Six months before Mr. Seaton came to Atchison the city had voted ten thousand dollars in bonds to any man who would establish a foundry. He accepted the offer and the result has been of the greatest benefit to the community. He has a large and finely equipped plant and does work all over the west. He gives employment to over two hundred men and works for their interest as well as his own, retaining the full force even through dull seasons and periods of financial depression. He understands his business thoroughly, and no slighted or imperfect work is ever allowed to go out of the establishment. This has given him a prestige, and no foundry stands higher with architects and builders. He does general architectural work, and in addition makes locomotive wheels, smoke-stacks, steam cylinders, car stoves, etc., for the Santa Fe, Missouri Pacific and Fort Scott & Gulf roads. His works cover an area of seven hundred by four hundred feet, and his business amounts to a quarter of a million annually.

In 1857 Mr. Seaton was married to Miss Charlotte E. Tuthill, of Alton, and five children have been born to them. Of these, Lillie M., is the wife of George Hendrickson and lives in Muscotah, Kansas; Mary E. married Dr. William H. Condit, of Kansas City, Missouri ; John C. is now manager of his father's business; Nellie T. married Theodore Byram, a farmer of Atchison County, Kansas; and George L. is assistant manager of his father's theater. John C. Seaton was born in Alton, Illinois, in 1861. He is a man of first-class business ability, and has been of the greatest assistance to his father in his work. He was married, in 1889, to Miss Lillie Burtis, of Independence, Missouri.

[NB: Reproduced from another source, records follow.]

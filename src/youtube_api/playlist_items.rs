//! Types for the `playlistItems.list` and `playlistItems.insert` endpoints.

use crate::youtube_api::types::PageInfo;
use serde::{Deserialize, Serialize};

/// Response structure for the `playlistItems.list` API call.
///
/// See: <https://developers.google.com/youtube/v3/docs/playlistItems/list>
#[derive(Debug, Deserialize)]
pub struct PlaylistItemListResponse {
    /// Identifies the API resource's type.
    ///
    /// The value will be `youtube#playlistItemListResponse`.
    pub kind: String,
    /// The playlist entries on this page.
    pub items: Vec<PlaylistItem>,
    #[serde(rename = "pageInfo")]
    pub page_info: PageInfo,
    /// Token that can be used as the value of the pageToken parameter to retrieve the next page in the result set.
    #[serde(rename = "nextPageToken")]
    pub next_page_token: Option<String>,
}

/// A `playlistItem` resource identifies one entry of a playlist.
///
/// The digest only needs `contentDetails.videoId`, so that is all it
/// requests and all it models.
///
/// See: <https://developers.google.com/youtube/v3/docs/playlistItems#resource>
#[derive(Debug, Deserialize)]
pub struct PlaylistItem {
    /// The ID that YouTube uses to uniquely identify the playlist item.
    pub id: String,
    #[serde(rename = "contentDetails")]
    pub content_details: PlaylistItemContentDetails,
}

#[derive(Debug, Deserialize)]
#[serde(rename_all = "camelCase")]
pub struct PlaylistItemContentDetails {
    /// The ID of the video the playlist item refers to.
    pub video_id: String,
}

/// Request body for `playlistItems.insert`.
///
/// Items are appended to the end of the playlist, so issuing inserts in a
/// chosen order fixes the final playlist order.
///
/// See: <https://developers.google.com/youtube/v3/docs/playlistItems/insert>
#[derive(Debug, Serialize)]
pub struct PlaylistItemInsertRequest {
    pub snippet: PlaylistItemInsertSnippet,
}

#[derive(Debug, Serialize)]
#[serde(rename_all = "camelCase")]
pub struct PlaylistItemInsertSnippet {
    pub playlist_id: String,
    pub resource_id: ResourceId,
}

/// Identifies the resource being added to the playlist.
#[derive(Debug, Serialize)]
#[serde(rename_all = "camelCase")]
pub struct ResourceId {
    pub kind: String,
    pub video_id: String,
}

impl ResourceId {
    pub fn video(video_id: impl Into<String>) -> Self {
        Self {
            kind: "youtube#video".to_string(),
            video_id: video_id.into(),
        }
    }
}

Mr. Seaton is a stanch Republican, and is so popular with all classes that he has been elected five times to the state legislature, and is holding that position at present. He is a member of John A. Martin Post. No. 93, G. A. R., the Loyal Legion and of the Knights of Pythias. Socially, Mr. Seaton is a genial, unassuming gentleman, who is proud of his war record, of the fact that he has secured wealth and honor by his own unaided efforts and by a life of undoubted integrity, and who is not ashamed of the time when he worked at his trade as do the men now under him. Although having reached an age when he might well retire and enjoy the fruits of his industry, his activity is still unlimited, and he takes pleasure in seeing that everything is conducted

properly throughout his works. As a citizen Mr. Seaton has done much for Atchison, and it was through his enterprise and liberality that his handsome theater was built. He has a very pleasant and commodious residence.